Organizations can better traverse the challenges of diversity, equity, and inclusion by adopting a “Strategy as a Journey” perspective. By and large, this is a significant change from traditional, once-a-year planning cycles to a dynamic, continuous discussion. Oftentimes, strategic sessions fall into the hockey stick trap in many foundations. This firmly projects a short-term decline in performance as a result of investment, followed by a stunning climb in success that seldom occurs in reality. 

 

Leadership and governance
Leadership and governance

 

a. Dissecting the Social Side of Strategy

Strategy is a social process that involves leaders’ feelings, prejudices, and self-interests rather than just being an intellectual endeavor. In the strategy room, choosing the greatest choices for equity is frequently subordinated to winning promotions or safeguarding resources. The journey attitude overcomes these internal social dynamics by using an outside view benchmark data from thousands of other organizations to determine the actual likelihood of a strategy working. 

b. The Eight Strategic Changes 

To maintain a strategy as a journey, foundations should implement these eight useful changes: 

  1. Transition from the calendar-driven budget season to a continuous dialogue: This includes rolling 12-month plans and ongoing milestone reviews. 
  2. From Getting to Yes to Debating Real Alternatives: Leaders should discuss several strategic options with various risk and investment profiles rather than rushing acceptance for a single vetted strategy. 
  3. From Peanut-Buttering to Picking the 1-in-10s: Quit distributing resources sparingly throughout all departments. According to data, discovering a few big moves, high-probability opportunities, and providing them with all the resources they require leads to breakthrough performance. 
  4. From Approving Budgets to Making Big Moves: Rather than merely establishing spending caps for the upcoming year, strategic sessions should concentrate on innovative projects that can propel the company up the Power Curve of performance. 
  5. Transitioning from Budget Inertia to Liquid Resources: Ensure funding is flexible and liquid. Compared to organizations that transfer resources more slowly, those that reallocate at least 50% of their capital movements over ten years generate much more value. 
  6. Transition from Sandbagging to Open-Risk Portfolios: Establish a culture that welcomes measured risk-taking. Even if a big move fails, organizations should still reward the quality of effort as long as it was a part of a controlled portfolio of risks. 
  7. From You Are Your Numbers to a Holistic View: Rather than focusing solely on immediate financial results, performance should be assessed using a wide range of measures, including qualitative indications of diversity, equity, and inclusion. 
  8. From Forcing the First Step to Long-Term Planning: To create immediate momentum, the strategy should compel the first tangible action step within six months rather than concentrating on lofty, five-year ambitions that never materialize.  

 

The journey

Note that budget-shifting is the strategy. One important lesson to be learned from this approach is that a strategy is never really complete until the budget has changed. Many foundations don’t reallocate the finances required to put their strategies into practice, leaving them as a collection of aspirational ideas on paper.
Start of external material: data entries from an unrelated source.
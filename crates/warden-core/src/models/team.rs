//! Team domain model.

use std::fmt;
use std::str::FromStr;

use chrono::{DateTime, Utc};
use serde::{Deserialize, Serialize};
use uuid::Uuid;

use crate::error::WardenError;

/// An organizational sub-team. Teams form a forest through
/// `parent_team_id`; members of a team receive its team grants.
#[derive(Debug, Clone, Serialize, Deserialize, PartialEq)]
pub struct OrgTeam {
    pub id: Uuid,
    pub org_id: Uuid,
    pub name: String,
    pub description: String,
    pub parent_team_id: Option<Uuid>,
    pub lead_did: Option<String>,
    pub lead_name: Option<String>,
    pub settings: serde_json::Value,
    pub created_at: DateTime<Utc>,
    pub updated_at: DateTime<Utc>,
}

#[derive(Debug, Clone, Serialize, Deserialize)]
pub struct CreateTeam {
    pub org_id: Uuid,
    pub name: String,
    pub description: Option<String>,
    pub parent_team_id: Option<Uuid>,
    pub lead_did: Option<String>,
    pub lead_name: Option<String>,
    pub settings: Option<serde_json::Value>,
    pub created_by: String,
}

#[derive(Debug, Clone, Serialize, Deserialize, Default)]
pub struct UpdateTeam {
    pub name: Option<String>,
    pub description: Option<String>,
    /// `Some(Some(id))` = move under `id`, `Some(None)` = make root, `None` = no change.
    pub parent_team_id: Option<Option<Uuid>>,
    pub settings: Option<serde_json::Value>,
}

/// A team together with its live member count.
#[derive(Debug, Clone, Serialize, Deserialize)]
pub struct TeamSummary {
    #[serde(flatten)]
    pub team: OrgTeam,
    pub member_count: u64,
}

/// Parent filter for team listings.
#[derive(Debug, Clone, Copy, PartialEq, Eq, Default)]
pub enum ParentFilter {
    #[default]
    Any,
    /// Only teams without a parent.
    Roots,
    /// Only direct children of the given team.
    ChildrenOf(Uuid),
}

#[derive(Debug, Clone, Copy, Serialize, Deserialize, PartialEq, Eq)]
#[serde(rename_all = "lowercase")]
pub enum TeamRole {
    Lead,
    Member,
}

impl TeamRole {
    pub fn as_str(&self) -> &'static str {
        match self {
            TeamRole::Lead => "lead",
            TeamRole::Member => "member",
        }
    }
}

impl fmt::Display for TeamRole {
    fn fmt(&self, f: &mut fmt::Formatter<'_>) -> fmt::Result {
        f.write_str(self.as_str())
    }
}

impl FromStr for TeamRole {
    type Err = WardenError;

    fn from_str(s: &str) -> Result<Self, Self::Err> {
        match s {
            "lead" => Ok(TeamRole::Lead),
            "member" => Ok(TeamRole::Member),
            other => Err(WardenError::validation(format!(
                "unknown team role: {other}"
            ))),
        }
    }
}

#[derive(Debug, Clone, Serialize, Deserialize, PartialEq, Eq)]
pub struct TeamMember {
    pub id: Uuid,
    pub team_id: Uuid,
    pub member_did: String,
    pub member_name: Option<String>,
    pub team_role: TeamRole,
    pub joined_at: DateTime<Utc>,
    pub invited_by: Option<String>,
}

#[derive(Debug, Clone, Serialize, Deserialize)]
pub struct AddTeamMember {
    pub team_id: Uuid,
    pub member_did: String,
    pub member_name: Option<String>,
    pub team_role: TeamRole,
    pub invited_by: Option<String>,
}
use chrono::{DateTime, Utc};
use serde_json::json;
use tracing::{debug, info, warn};
use uuid::Uuid;
use warden_core::error::{DomainError, WardenError, WardenResult};
use warden_core::models::grant::{
    BulkGrantItem, CreateGrant, GrantSource, GranteeType, PermissionGrant, PermissionQuery,
    ROLE_RESOURCE_TYPE, ResourcePermissions, SourcedGrant, UserPermissions,
};
use warden_core::models::inheritance::{CreateInheritance, PermissionInheritance, ResourceRef};
use warden_core::repository::{
    GrantRepository, InheritanceRepository, OrgMemberRepository, Store, TeamRepository,
};
use warden_core::response::ErrorBody;

use crate::audit;
use crate::cache::DecisionCache;
use crate::config::AuthzConfig;
use crate::delegation::active_delegations;
use crate::roles::roles_from;

pub struct PermissionEngine<S: Store> {
    store: S,
    cache: Arc<DecisionCache>,
    config: AuthzConfig,
}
The journey should ensure that resources are constantly transferred to the areas where they can most effectively contribute to the objective. Grantmaking organizations can transition from timid plans to audacious, data-driven initiatives that significantly improve their social impact by approaching leadership and governance as an ongoing strategic journey. 

Conclusion

In summary, adaptive leadership and governance demand a move away from the dreaded hockey stick, which is the promise of future achievement that never materializes. Rather, strategy needs to be seen as an ongoing process with several checkpoints. Foundations and grantmaking organizations can become ecosystem builders rather than just check-writers by institutionalizing leadership and governance through inclusive leadership practices, participatory governance, and advanced impact measurement. This change guarantees that the influence of equity work is a long-lasting structural basis for the future rather than merely a one-time event.